**Your objective**
Report how many lines below contain the word "RatioCounts", giving the number and no other words.

━━━━━━━━━━━━━━━━━━━━

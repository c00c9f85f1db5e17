use chrono::{DateTime, Utc};
use serde::{Deserialize, Serialize};

use crate::error::{EngineError, Result};

/// One observation as read from the persistence layer.
#[derive(Debug, Clone, PartialEq, Serialize, Deserialize)]
#[serde(rename_all = "camelCase")]
pub struct MeasurementRecord {
    pub period_start: DateTime<Utc>,
    pub value: f64,
    #[serde(default, skip_serializing_if = "Option::is_none")]
    pub numerator: Option<f64>,
    #[serde(default, skip_serializing_if = "Option::is_none")]
    pub denominator: Option<f64>,
    #[serde(default, skip_serializing_if = "Option::is_none")]
    pub division: Option<String>,
    #[serde(default, skip_serializing_if = "Option::is_none")]
    pub region: Option<String>,
}

impl MeasurementRecord {
    pub fn new(period_start: DateTime<Utc>, value: f64) -> Self {
        Self {
            period_start,
            value,
            numerator: None,
            denominator: None,
            division: None,
            region: None,
        }
    }

    pub fn with_counts(mut self, numerator: f64, denominator: f64) -> Self {
        self.numerator = Some(numerator);
        self.denominator = Some(denominator);
        self
    }

    pub fn with_division(mut self, division: impl Into<String>) -> Self {
        self.division = Some(division.into());
        self
    }

    pub fn with_region(mut self, region: impl Into<String>) -> Self {
        self.region = Some(region.into());
        self
    }

    /// Both ratio fields populated with finite, non-negative numbers.
    pub fn counts(&self) -> Option<RatioCounts> {
        match (self.numerator, self.denominator) {
            (Some(n), Some(d)) if is_count(n) && is_count(d) => Some(RatioCounts {
                numerator: n,
                denominator: d,
            }),
            _ => None,
        }
    }

    pub fn has_counts(&self) -> bool {
        self.counts().is_some()
    }

    /// Reports records the persistence layer should not have produced.
    ///
    /// Aggregation tolerates these (they just miss the weighted path), so
    /// callers use this for load-time diagnostics only.
    pub fn validate(&self) -> Result<()> {
        if !self.value.is_finite() {
            return Err(EngineError::InvalidRecord {
                period_start: self.period_start,
                reason: format!("value {} is not finite", self.value),
            });
        }
        match (self.numerator, self.denominator) {
            (Some(_), None) => Err(EngineError::InvalidRecord {
                period_start: self.period_start,
                reason: "numerator present without denominator".to_string(),
            }),
            (None, Some(_)) => Err(EngineError::InvalidRecord {
                period_start: self.period_start,
                reason: "denominator present without numerator".to_string(),
            }),
            (Some(n), Some(d)) if !is_count(n) || !is_count(d) => {
                Err(EngineError::InvalidRecord {
                    period_start: self.period_start,
                    reason: format!("ratio counts {n}/{d} must be finite and non-negative"),
                })
            }
            _ => Ok(()),
        }
    }
}

fn is_count(x: f64) -> bool {
    x.is_finite() && x >= 0.0
}

/// Summed numerator/denominator behind a ratio value.
#[derive(Debug, Clone, Copy, PartialEq, Serialize, Deserialize)]
#[serde(rename_all = "camelCase")]
pub struct RatioCounts {
    pub numerator: f64,
    pub denominator: f64,
}

impl RatioCounts {
    /// A proportion cannot have more successes than trials.
    pub fn is_proportion(&self) -> bool {
        self.numerator <= self.denominator
    }

    pub fn ratio(&self) -> Option<f64> {
        if self.denominator > 0.0 {
            Some(self.numerator / self.denominator)
        } else {
            None
        }
    }
}

/// One aggregated period. Periods without records are never materialized.
#[derive(Debug, Clone, PartialEq, Serialize, Deserialize)]
#[serde(rename_all = "camelCase")]
pub struct PeriodPoint {
    pub period_start: DateTime<Utc>,
    pub value: f64,
    #[serde(default, skip_serializing_if = "Option::is_none")]
    pub counts: Option<RatioCounts>,
}

impl PeriodPoint {
    pub fn new(period_start: DateTime<Utc>, value: f64) -> Self {
        Self {
            period_start,
            value,
            counts: None,
        }
    }

    pub fn with_counts(mut self, counts: RatioCounts) -> Self {
        self.counts = Some(counts);
        self
    }

    /// Sample size for per-point limits, when the point carries usable counts.
    pub fn sample_size(&self) -> Option<f64> {
        self.counts
            .map(|c| c.denominator)
            .filter(|n| n.is_finite() && *n > 0.0)
    }
}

━━━━━━━━━━━━━━━━━━━━

**Reply to the exercise**
6